The king drank a draught, and his own teeth went into his head, firmly and strongly, quite as well as they ever were, and every one in her own place.
"Aha!" said the king, "I am at rest. It is thou that didst the valiant deeds; and it was not my set of sons!"
"It is he," said the little treasure to the king, "that could do the valiant deeds; and it was not thy set of shambling sons, that would be stretched as seaweed seekers when he was gone to heroism."
"I will not eat meat, and I will not drink draught," said the king, "until I see my two sons being burnt tomorrow. I will send some to seek faggots of grey oak for burning them."
On the morning of the morrow, who was earliest on his knee at the king's bed, but the Warrior of the Red Shield.
"Rise from that, warrior; what single thing mightest thou be asking that thou shouldst not get," said the king.

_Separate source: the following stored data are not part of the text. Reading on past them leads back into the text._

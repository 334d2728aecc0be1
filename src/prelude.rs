//! Convenient re-exports for common usage.

pub use crate::config::{Config, ConfigBuilder};
pub use crate::error::{Error, Result};
pub use crate::scheduler::{Priority, Scheduler, Task, TaskId, TaskStatus};

#[cfg(feature = "telemetry")]
pub use crate::metrics::{Metrics, MetricsSnapshot};
//! Task representation.

use std::fmt;
use std::time::Instant;

/// Priority of a task. Lower values run first; the range is entirely up to
/// the caller.
pub type Priority = i32;

/// Caller-assigned task identifier.
///
/// Uniqueness among concurrently tracked tasks is the caller's obligation;
/// the scheduler does not detect duplicates.
#[derive(Debug, Clone, Copy, PartialEq, Eq, Hash, PartialOrd, Ord)]
pub struct TaskId(pub u64);

impl From<u64> for TaskId {
    fn from(id: u64) -> Self {
        TaskId(id)
    }
}

impl fmt::Display for TaskId {
    fn fmt(&self, f: &mut fmt::Formatter<'_>) -> fmt::Result {
        write!(f, "{}", self.0)
    }
}

/// A unit of work: identity, ordering fields, and an opaque callable.
///
/// The scheduler never inspects the callable; its only contract is "invoke
/// once with no arguments". Whether it is pure or terminates quickly is the
/// caller's business.
pub struct Task {
    pub(crate) id: TaskId,
    pub(crate) priority: Priority,
    pub(crate) deadline: Instant,
    pub(crate) func: Box<dyn FnOnce() + Send + 'static>,
}

impl Task {
    /// Create a task. The deadline defaults to the submission instant, so
    /// among equal priorities earlier-created tasks win the tie-break.
    pub fn new<I, F>(id: I, priority: Priority, f: F) -> Self
    where
        I: Into<TaskId>,
        F: FnOnce() + Send + 'static,
    {
        Task {
            id: id.into(),
            priority,
            deadline: Instant::now(),
            func: Box::new(f),
        }
    }

    /// Override the tie-break deadline. Deadlines are never enforced as
    /// timeouts; they only order tasks of equal priority.
    pub fn with_deadline(mut self, deadline: Instant) -> Self {
        self.deadline = deadline;
        self
    }

    /// The caller-assigned id.
    pub fn id(&self) -> TaskId {
        self.id
    }

    /// The task's priority (lower runs first).
    pub fn priority(&self) -> Priority {
        self.priority
    }

    /// The tie-break deadline.
    pub fn deadline(&self) -> Instant {
        self.deadline
    }

    /// Consume the task and invoke its callable.
    pub(crate) fn run(self) {
        (self.func)();
    }
}

impl fmt::Debug for Task {
    fn fmt(&self, f: &mut fmt::Formatter<'_>) -> fmt::Result {
        f.debug_struct("Task")
            .field("id", &self.id)
            .field("priority", &self.priority)
            .field("deadline", &self.deadline)
            .finish()
    }
}
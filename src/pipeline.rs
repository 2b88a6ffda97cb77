//! The speech pipeline and the service that runs it
//!
//! One invocation: aggregate fragments, check the policy gate, bring up an
//! engine session, resolve the language, compose and speak the text, release
//! the session. Failures end the invocation here; at most one alert is raised
//! and nothing is retried.

use crate::alert::{Alert, AlertKind, AlertSink};
use crate::config::Settings;
use crate::contacts::{compose, ContactBook};
use crate::keepalive::{KeepAlive, KeepAliveGuard};
use crate::logging::LogTag;
use crate::message::{aggregate, ConsolidatedMessage, Fragment};
use crate::platform::Environment;
use crate::policy::{self, Verdict};
use crate::speech::language::{self, LanguageAvailability};
use crate::speech::{EngineCoordinator, EngineFactory, SessionError};
use crate::Result;
use log::{debug, error, info, warn};
use std::sync::Arc;
use std::thread::{self, JoinHandle};

/// Why an invocation stopped before speaking
#[derive(Debug, Clone, Copy, PartialEq, Eq)]
pub enum Abort {
    EngineInitFailed,
    LanguageMissingData,
    LanguageUnsupported,
    WaitInterrupted,
}

/// How an invocation ended
#[derive(Debug, Clone, Copy, PartialEq, Eq)]
pub enum Outcome {
    /// The batch was empty
    NothingToSpeak,
    /// The policy gate said no; nothing user-visible happened
    Rejected(Verdict),
    Spoken,
    /// The engine reported an error for the utterance; logged, not retried
    UtteranceFailed,
    Aborted(Abort),
}

pub struct Pipeline {
    engines: Arc<dyn EngineFactory>,
    environment: Arc<dyn Environment>,
    alerts: Arc<dyn AlertSink>,
    contacts: Arc<dyn ContactBook>,
    tag: LogTag,
}

impl Pipeline {
    pub fn new(
        engines: Arc<dyn EngineFactory>,
        environment: Arc<dyn Environment>,
        alerts: Arc<dyn AlertSink>,
        contacts: Arc<dyn ContactBook>,
    ) -> Self {
        Self {
            engines,
            environment,
            alerts,
            contacts,
            tag: LogTag::default(),
        }
    }

    pub fn with_log_tag(mut self, tag: LogTag) -> Self {
        self.tag = tag;
        self
    }

    /// Run one invocation to completion on the calling thread
    pub fn run(&self, fragments: &[Fragment], settings: &Settings) -> Outcome {
        let tag = self.tag.for_invocation();

        let messages = aggregate(fragments);
        if messages.is_empty() {
            debug!(target: tag.target(), "{} empty batch, nothing to speak", tag);
            return Outcome::NothingToSpeak;
        }
        debug!(
            target: tag.target(),
            "{} {} fragments from {} senders", tag, fragments.len(), messages.len()
        );

        let verdict = policy::evaluate(
            settings,
            self.environment.output_device_present(),
            self.environment.channel_busy(),
        );
        if verdict != Verdict::Proceed {
            info!(target: tag.target(), "{} {} - ignoring message", tag, verdict.reason());
            return Outcome::Rejected(verdict);
        }

        let mut session = EngineCoordinator::new(self.engines.create(), tag.clone())
            .with_init_timeout(settings.init_timeout)
            .with_grace_delay(settings.grace_delay);

        let outcome = self.drive(&mut session, &messages, settings, &tag);
        session.release();

        debug!(target: tag.target(), "{} finished: {:?}", tag, outcome);
        outcome
    }

    fn drive(
        &self,
        session: &mut EngineCoordinator,
        messages: &[ConsolidatedMessage],
        settings: &Settings,
        tag: &LogTag,
    ) -> Outcome {
        match session.acquire() {
            Ok(()) => {}
            Err(SessionError::WaitInterrupted) => return Outcome::Aborted(Abort::WaitInterrupted),
            Err(e) => {
                warn!(target: tag.target(), "{} {}", tag, e);
                self.alerts.raise(&Alert::new(AlertKind::EngineInitFailed));
                return Outcome::Aborted(Abort::EngineInitFailed);
            }
        }

        let availability = session.select_language(&settings.language);
        if let Some(alert) = language::alert_for(availability, &settings.language) {
            warn!(
                target: tag.target(),
                "{} language {} not usable: {:?}", tag, settings.language, availability
            );
            self.alerts.raise(&alert);
            return Outcome::Aborted(match availability {
                LanguageAvailability::MissingData => Abort::LanguageMissingData,
                _ => Abort::LanguageUnsupported,
            });
        }

        let text = compose(messages, self.contacts.as_ref(), settings.announce_sender_only);

        match session.speak(&text) {
            Ok(()) => Outcome::Spoken,
            Err(SessionError::WaitInterrupted) => Outcome::Aborted(Abort::WaitInterrupted),
            Err(e) => {
                error!(target: tag.target(), "{} {}", tag, e);
                Outcome::UtteranceFailed
            }
        }
    }
}

/// Runs each batch on its own worker thread under a keep-alive guard
///
/// Invocations are independent: every batch gets its own engine session.
pub struct ReaderService {
    pipeline: Arc<Pipeline>,
    keep_alive: Arc<dyn KeepAlive>,
}

impl ReaderService {
    pub fn new(pipeline: Pipeline, keep_alive: Arc<dyn KeepAlive>) -> Self {
        Self {
            pipeline: Arc::new(pipeline),
            keep_alive,
        }
    }

    /// Start processing `batch`; join the handle for the outcome
    ///
    /// The keep-alive is taken before the worker starts and given back when
    /// it ends, whichever way it ends.
    pub fn submit(&self, batch: Vec<Fragment>, settings: Settings) -> Result<JoinHandle<Outcome>> {
        let guard = KeepAliveGuard::acquire(Arc::clone(&self.keep_alive));
        let pipeline = Arc::clone(&self.pipeline);

        let handle = thread::Builder::new()
            .name("msgreader-worker".to_string())
            .spawn(move || {
                let _guard = guard;
                pipeline.run(&batch, &settings)
            })?;
        Ok(handle)
    }
}
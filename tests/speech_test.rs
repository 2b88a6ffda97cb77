//! Integration tests for the real speech backends
//!
//! Whether a backend comes up depends on the machine (Speech Dispatcher,
//! espeak-ng, an audio server), so failures to initialize are reported and
//! tolerated. What must hold everywhere is that a session always ends
//! released and never hangs past its init timeout.

use msgreader::config::Backend;
use msgreader::logging::LogTag;
use msgreader::speech::{create_engine, EngineCoordinator, SessionError, SessionState};
use std::time::Duration;

const INIT_TIMEOUT: Duration = Duration::from_secs(10);

fn session(backend: Backend) -> EngineCoordinator {
    EngineCoordinator::new(create_engine(backend), LogTag::new("msgreader-test"))
        .with_init_timeout(Some(INIT_TIMEOUT))
        .with_grace_delay(Duration::ZERO)
}

#[test]
fn test_backends_initialize_or_fail_cleanly() {
    for backend in [Backend::Auto, Backend::Native, Backend::Espeak] {
        let mut session = session(backend);

        match session.acquire() {
            Ok(()) => {
                println!("✓ {:?} backend ready", backend);
                assert_eq!(session.state(), SessionState::Ready);
            }
            Err(e) => {
                // This may fail in CI or environments without speech support
                println!("⚠ {:?} backend unavailable (may be expected): {}", backend, e);
                assert_eq!(session.state(), SessionState::Failed);
            }
        }

        session.release();
        assert_eq!(session.state(), SessionState::Released);
    }
}

#[test]
fn test_language_probe() {
    let mut session = session(Backend::Auto);

    if session.acquire().is_ok() {
        let english = session.probe_language("en");
        println!("English coverage: {:?}", english);
        assert!(english.is_some(), "Probe should answer in the ready state");

        assert_eq!(session.probe_language("not a language"), None);
        println!("✓ Language probe test passed");
    } else {
        println!("⚠ Skipping language probe test (TTS not available)");
    }
}

#[test]
fn test_release_is_idempotent() {
    let mut session = session(Backend::Espeak);
    let _ = session.acquire();

    session.release();
    session.release();
    assert_eq!(session.state(), SessionState::Released);
    assert_eq!(
        session.speak("too late"),
        Err(SessionError::NotReady(SessionState::Released))
    );
}
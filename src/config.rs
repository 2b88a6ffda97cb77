//! Configuration management

use crate::{MsgReaderError, Result};
use ini::Ini;
use log::{debug, info};
use std::collections::HashMap;
use std::path::{Path, PathBuf};
use std::time::Duration;

/// Default pause before an utterance is submitted, in milliseconds
pub const DEFAULT_GRACE_DELAY_MS: u64 = 1500;

/// Which speech engine backend to use
#[derive(Debug, Clone, Copy, PartialEq, Eq)]
pub enum Backend {
    /// Pick the best available backend for the platform
    Auto,
    /// The `tts` crate (Speech Dispatcher, AVFoundation, ...)
    Native,
    /// espeak-ng subprocess
    Espeak,
}

/// Where alerts are delivered
#[derive(Debug, Clone, Copy, PartialEq, Eq)]
pub enum AlertTarget {
    Desktop,
    Log,
}

/// Snapshot of the options one pipeline run needs
///
/// Read once per invocation and moved into the worker, so a config change
/// mid-run is never observed.
#[derive(Debug, Clone, PartialEq)]
pub struct Settings {
    pub enabled: bool,
    pub require_output_device: bool,
    pub announce_sender_only: bool,
    pub language: String,
    pub grace_delay: Duration,
    /// None waits for the engine forever
    pub init_timeout: Option<Duration>,
}

impl Default for Settings {
    fn default() -> Self {
        Self {
            enabled: true,
            require_output_device: true,
            announce_sender_only: false,
            language: "en".to_string(),
            grace_delay: Duration::from_millis(DEFAULT_GRACE_DELAY_MS),
            init_timeout: None,
        }
    }
}

/// Application configuration
///
/// Backed by an INI file (~/.msgreader.cfg by default).
pub struct Config {
    /// INI configuration storage
    ini: Ini,

    /// Config file path
    path: PathBuf,

    /// Phone number -> contact name
    pub contacts: HashMap<String, String>,
}

impl Config {
    /// Load configuration from the default location, creating it if missing
    pub fn load() -> Result<Self> {
        Self::load_from(&Self::config_path())
    }

    /// Load configuration from `path`, writing defaults there if it does not exist
    pub fn load_from(path: &Path) -> Result<Self> {
        debug!("Loading config from {:?}", path);

        let ini = if path.exists() {
            Ini::load_from_file(path)
                .map_err(|e| MsgReaderError::IniParse(format!("Failed to load config: {}", e)))?
        } else {
            info!("Config file not found, creating default");
            let default = Self::default_config();
            default
                .write_to_file(path)
                .map_err(|e| MsgReaderError::IniParse(format!("Failed to write config: {}", e)))?;
            default
        };

        Ok(Self::from_ini(ini, path.to_path_buf()))
    }

    /// Build a configuration from INI text without touching the disk
    pub fn parse(text: &str) -> Result<Self> {
        let ini = Ini::load_from_str(text)
            .map_err(|e| MsgReaderError::IniParse(format!("Failed to parse config: {}", e)))?;
        Ok(Self::from_ini(ini, PathBuf::new()))
    }

    fn from_ini(ini: Ini, path: PathBuf) -> Self {
        let mut config = Self {
            ini,
            path,
            contacts: HashMap::new(),
        };
        config.parse_contacts();
        config
    }

    /// Save configuration to disk
    pub fn save(&self) -> Result<()> {
        debug!("Saving config to {:?}", self.path);
        self.ini
            .write_to_file(&self.path)
            .map_err(|e| MsgReaderError::Config(format!("Failed to save config: {}", e)))
    }

    fn config_path() -> PathBuf {
        dirs::home_dir()
            .unwrap_or_else(|| PathBuf::from("."))
            .join(".msgreader.cfg")
    }

    /// Expose the config file path for display
    pub fn path(&self) -> &PathBuf {
        &self.path
    }

    fn default_config() -> Ini {
        let mut ini = Ini::new();

        ini.with_section(Some("reader"))
            .set("enabled", "true")
            .set("require_output_device", "true")
            .set("announce_sender_only", "false")
            .set("language", "en");

        ini.with_section(Some("engine"))
            .set("backend", "auto")
            .set("grace_delay_ms", DEFAULT_GRACE_DELAY_MS.to_string())
            .set("init_timeout_ms", "0");

        ini.with_section(Some("alerts")).set("sink", "desktop");

        ini.with_section(Some("contacts"));

        ini
    }

    fn parse_contacts(&mut self) {
        if let Some(section) = self.ini.section(Some("contacts")) {
            for (number, name) in section.iter() {
                self.contacts.insert(number.to_string(), name.to_string());
            }
        }
        debug!("Loaded {} contacts", self.contacts.len());
    }

    /// Get a boolean value from config
    pub fn get_bool(&self, section: &str, key: &str, default: bool) -> bool {
        self.ini
            .get_from(Some(section), key)
            .and_then(|v| v.parse().ok())
            .unwrap_or(default)
    }

    /// Get a string value from config
    pub fn get_string(&self, section: &str, key: &str, default: &str) -> String {
        self.ini
            .get_from(Some(section), key)
            .unwrap_or(default)
            .to_string()
    }

    /// Get an unsigned integer value from config
    pub fn get_u64(&self, section: &str, key: &str, default: u64) -> u64 {
        self.ini
            .get_from(Some(section), key)
            .and_then(|v| v.parse().ok())
            .unwrap_or(default)
    }

    /// Set a value in config
    pub fn set(&mut self, section: &str, key: &str, value: &str) {
        self.ini.with_section(Some(section)).set(key, value);
    }

    /// Is reading messages aloud switched on at all?
    pub fn enabled(&self) -> bool {
        self.get_bool("reader", "enabled", true)
    }

    /// Only speak when headphones or a headset are connected
    pub fn require_output_device(&self) -> bool {
        self.get_bool("reader", "require_output_device", true)
    }

    /// Speak who sent the message but not its body
    pub fn announce_sender_only(&self) -> bool {
        self.get_bool("reader", "announce_sender_only", false)
    }

    /// Language code for speech (e.g. "en", "de", "pt-BR")
    pub fn language(&self) -> String {
        self.get_string("reader", "language", "en")
    }

    pub fn backend(&self) -> Backend {
        match self.get_string("engine", "backend", "auto").as_str() {
            "native" => Backend::Native,
            "espeak" => Backend::Espeak,
            _ => Backend::Auto,
        }
    }

    pub fn alert_target(&self) -> AlertTarget {
        match self.get_string("alerts", "sink", "desktop").as_str() {
            "log" => AlertTarget::Log,
            _ => AlertTarget::Desktop,
        }
    }

    /// Pause before submitting speech so the incoming-message chime can finish
    pub fn grace_delay(&self) -> Duration {
        Duration::from_millis(self.get_u64("engine", "grace_delay_ms", DEFAULT_GRACE_DELAY_MS))
    }

    /// How long to wait for the engine to come up; 0 means forever
    pub fn init_timeout(&self) -> Option<Duration> {
        match self.get_u64("engine", "init_timeout_ms", 0) {
            0 => None,
            ms => Some(Duration::from_millis(ms)),
        }
    }

    /// Take the snapshot used by one pipeline run
    pub fn settings(&self) -> Settings {
        Settings {
            enabled: self.enabled(),
            require_output_device: self.require_output_device(),
            announce_sender_only: self.announce_sender_only(),
            language: self.language(),
            grace_delay: self.grace_delay(),
            init_timeout: self.init_timeout(),
        }
    }
}

#[cfg(test)]
mod tests {
    use super::*;

    #[test]
    fn test_defaults_when_empty() {
        let config = Config::parse("").unwrap();
        assert_eq!(config.settings(), Settings::default());
        assert_eq!(config.backend(), Backend::Auto);
        assert_eq!(config.alert_target(), AlertTarget::Desktop);
    }

    #[test]
    fn test_default_config_matches_settings_default() {
        let config = Config::from_ini(Config::default_config(), PathBuf::new());
        assert_eq!(config.settings(), Settings::default());
    }

    #[test]
    fn test_overrides() {
        let config = Config::parse(
            "[reader]\nenabled=false\nlanguage=de\nannounce_sender_only=true\n\
             [engine]\nbackend=espeak\ngrace_delay_ms=0\ninit_timeout_ms=2500\n\
             [alerts]\nsink=log\n",
        )
        .unwrap();

        let settings = config.settings();
        assert!(!settings.enabled);
        assert!(settings.require_output_device);
        assert!(settings.announce_sender_only);
        assert_eq!(settings.language, "de");
        assert_eq!(settings.grace_delay, Duration::ZERO);
        assert_eq!(settings.init_timeout, Some(Duration::from_millis(2500)));
        assert_eq!(config.backend(), Backend::Espeak);
        assert_eq!(config.alert_target(), AlertTarget::Log);
    }

    #[test]
    fn test_garbage_values_fall_back() {
        let config = Config::parse("[reader]\nenabled=maybe\n[engine]\ngrace_delay_ms=soon\n").unwrap();
        assert!(config.enabled());
        assert_eq!(
            config.grace_delay(),
            Duration::from_millis(DEFAULT_GRACE_DELAY_MS)
        );
    }

    #[test]
    fn test_contacts() {
        let config = Config::parse("[contacts]\n+15550001=Alice\n+15550002=Bob\n").unwrap();
        assert_eq!(config.contacts.len(), 2);
        assert_eq!(config.contacts.get("+15550001").map(String::as_str), Some("Alice"));
    }
}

"The thing I am asking is, that thy two sons should be let go; I cannot be in anyone place where I may see them spoiled," said he. "It were better to do bird and fool clipping to them, and to let them go."
The king was pleased to do that. Bird and fool clipping was done to them. They were put out of their place, and dogs and big town vagabonds after them.
The little treasure and the Warrior of the Red Shield married, and agreed. A great wedding was made, that lasted a day and a year; and the last day of it was as good as the first day.
(Gaelic omitted)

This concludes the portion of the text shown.